Resilience, Rights and Respectful Relationships
The Resilience, Rights and Respectful Relationships learning materials have been designed for teachers in primary and secondary schools to develop students’ social, emotional and positive relationship skills. Efforts to promote social and emotional skills and positive gender norms in children and young people has been shown to improve health-related outcomes and subjective well-being. It also reduces antisocial behaviours including engagement in gender-related violence.

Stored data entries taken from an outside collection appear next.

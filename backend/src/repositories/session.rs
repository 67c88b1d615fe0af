//! Durable store for the single-active-session table.
//!
//! The store is deliberately dumb: it moves rows. The single-session policy
//! (conflict detection, forced takeover, refresh-vs-create) lives in
//! `services::session_registry`. The composite `replace_*` operations run
//! inside one transaction so two racing logins cannot both observe "no
//! active session" and both insert.

use async_trait::async_trait;
use chrono::{DateTime, Utc};

use crate::db::connection::DbPool;
use crate::models::session::{Session, SessionPage};

#[async_trait]
pub trait SessionStoreTrait: Send + Sync {
    /// Every session row in the system, most recently seen first.
    async fn all_sessions(&self) -> anyhow::Result<Vec<Session>>;

    /// The row matching an exact `(user_id, page, session_id)` login triple.
    async fn find_exact(
        &self,
        user_id: &str,
        page: SessionPage,
        session_id: &str,
    ) -> anyhow::Result<Option<Session>>;

    /// Refresh `last_seen` on an exact triple. Returns whether a row matched.
    async fn touch_exact(
        &self,
        user_id: &str,
        page: SessionPage,
        session_id: &str,
        now: DateTime<Utc>,
    ) -> anyhow::Result<bool>;

    /// Refresh `last_seen` on every row for a user. Returns rows touched.
    async fn touch_user(&self, user_id: &str, now: DateTime<Utc>) -> anyhow::Result<u64>;

    /// Forced takeover: delete every row system-wide and insert `session`,
    /// atomically.
    async fn replace_all(&self, session: &Session) -> anyhow::Result<()>;

    /// Delete rows for the same `(user_id, page)` and insert `session`,
    /// atomically. Used on the non-forced path once conflict detection has
    /// passed.
    async fn replace_for_page(&self, session: &Session) -> anyhow::Result<()>;

    async fn delete_for_user(&self, user_id: &str) -> anyhow::Result<u64>;

    async fn delete_all(&self) -> anyhow::Result<u64>;

    /// Staleness sweep: delete rows with `last_seen` older than `cutoff`.
    async fn delete_stale(&self, cutoff: DateTime<Utc>) -> anyhow::Result<u64>;
}

pub struct PgSessionStore {
    pool: DbPool,
}

impl PgSessionStore {
    pub fn new(pool: DbPool) -> Self {
        Self { pool }
    }
}

const SESSION_COLUMNS: &str =
    "id, user_id, email, page, session_id, browser_id, created_at, last_seen";

#[async_trait]
impl SessionStoreTrait for PgSessionStore {
    async fn all_sessions(&self) -> anyhow::Result<Vec<Session>> {
        let rows = sqlx::query_as::<_, Session>(&format!(
            "SELECT {} FROM operator_sessions ORDER BY last_seen DESC, created_at DESC",
            SESSION_COLUMNS
        ))
        .fetch_all(&*self.pool)
        .await?;
        Ok(rows)
    }

    async fn find_exact(
        &self,
        user_id: &str,
        page: SessionPage,
        session_id: &str,
    ) -> anyhow::Result<Option<Session>> {
        let row = sqlx::query_as::<_, Session>(&format!(
            "SELECT {} FROM operator_sessions \
             WHERE user_id = $1 AND page = $2 AND session_id = $3",
            SESSION_COLUMNS
        ))
        .bind(user_id)
        .bind(page.as_str())
        .bind(session_id)
        .fetch_optional(&*self.pool)
        .await?;
        Ok(row)
    }

    async fn touch_exact(
        &self,
        user_id: &str,
        page: SessionPage,
        session_id: &str,
        now: DateTime<Utc>,
    ) -> anyhow::Result<bool> {
        let result = sqlx::query(
            "UPDATE operator_sessions SET last_seen = $1 \
             WHERE user_id = $2 AND page = $3 AND session_id = $4",
        )
        .bind(now)
        .bind(user_id)
        .bind(page.as_str())
        .bind(session_id)
        .execute(&*self.pool)
        .await?;
        Ok(result.rows_affected() > 0)
    }

    async fn touch_user(&self, user_id: &str, now: DateTime<Utc>) -> anyhow::Result<u64> {
        let result = sqlx::query("UPDATE operator_sessions SET last_seen = $1 WHERE user_id = $2")
            .bind(now)
            .bind(user_id)
            .execute(&*self.pool)
            .await?;
        Ok(result.rows_affected())
    }

    async fn replace_all(&self, session: &Session) -> anyhow::Result<()> {
        let mut tx = self.pool.begin().await?;
        sqlx::query("DELETE FROM operator_sessions")
            .execute(&mut *tx)
            .await?;
        insert_session(&mut tx, session).await?;
        tx.commit().await?;
        Ok(())
    }

    async fn replace_for_page(&self, session: &Session) -> anyhow::Result<()> {
        let mut tx = self.pool.begin().await?;
        sqlx::query("DELETE FROM operator_sessions WHERE user_id = $1 AND page = $2")
            .bind(&session.user_id)
            .bind(session.page.as_str())
            .execute(&mut *tx)
            .await?;
        insert_session(&mut tx, session).await?;
        tx.commit().await?;
        Ok(())
    }

    async fn delete_for_user(&self, user_id: &str) -> anyhow::Result<u64> {
        let result = sqlx::query("DELETE FROM operator_sessions WHERE user_id = $1")
            .bind(user_id)
            .execute(&*self.pool)
            .await?;
        Ok(result.rows_affected())
    }

    async fn delete_all(&self) -> anyhow::Result<u64> {
        let result = sqlx::query("DELETE FROM operator_sessions")
            .execute(&*self.pool)
            .await?;
        Ok(result.rows_affected())
    }

    async fn delete_stale(&self, cutoff: DateTime<Utc>) -> anyhow::Result<u64> {
        let result = sqlx::query("DELETE FROM operator_sessions WHERE last_seen < $1")
            .bind(cutoff)
            .execute(&*self.pool)
            .await?;
        Ok(result.rows_affected())
    }
}

async fn insert_session(
    tx: &mut sqlx::Transaction<'_, sqlx::Postgres>,
    session: &Session,
) -> anyhow::Result<()> {
    sqlx::query(
        "INSERT INTO operator_sessions \
         (id, user_id, email, page, session_id, browser_id, created_at, last_seen) \
         VALUES ($1, $2, $3, $4, $5, $6, $7, $8)",
    )
    .bind(&session.id)
    .bind(&session.user_id)
    .bind(&session.email)
    .bind(session.page.as_str())
    .bind(&session.session_id)
    .bind(&session.browser_id)
    .bind(session.created_at)
    .bind(session.last_seen)
    .execute(&mut **tx)
    .await?;
    Ok(())
}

Each year level covers the same topics at the same time over a two-year period, with the exception of Prep who cover all the topics in one year. The topics are listed below and these are the same at each year level. The Resilience, Rights and Respectful Relationships program is assessed in the Victorian Curriculum areas of Personal and Social Capability and Health and Physical Education.

 

The classroom Program will focus on 8 key areas:

Emotional Literacy: This helps students develop the ability to be aware of, understand and use vocabulary about the emotional states of themselves and others with competence.

Personal Strengths: Students develop a vocabulary to help them recognise and understand various strengths and positive qualities in themselves and others. They identify the strengths they admire in others and those they need to draw on to engage with the challenges and opportunities that life presents.

Positive Coping: Students develop language around coping, critically reflect on their coping strategies and extend their repertoire of positive coping strategies.

Problem-solving: Students learn a range of problem-solving techniques that can be applied when confronting

personal, social and ethical dilemmas. They engage in applied learning tasks in which they apply their problem-solving skills to be realistic.

Stress management: This teaches students to learn a range of problem-solving skills through applied learning tasks, so that they are able to cope with challenges as they arise.

Help-seeking: Help seeking is a coping strategy that involves seeking technical, instrumental, social or emotional support from other people.

Gender and identity: These are age-appropriate learning activities that assist students to understand and critique the influence of gender norms on attitudes and behaviours.

Positive gender relationships: This teaches students to build positive gender relationships and the importance of acceptance of difference and diversity.

The best relationships are respectful ones. By working together, we can create real and lasting change and help to address gender inequality and prevent family violence.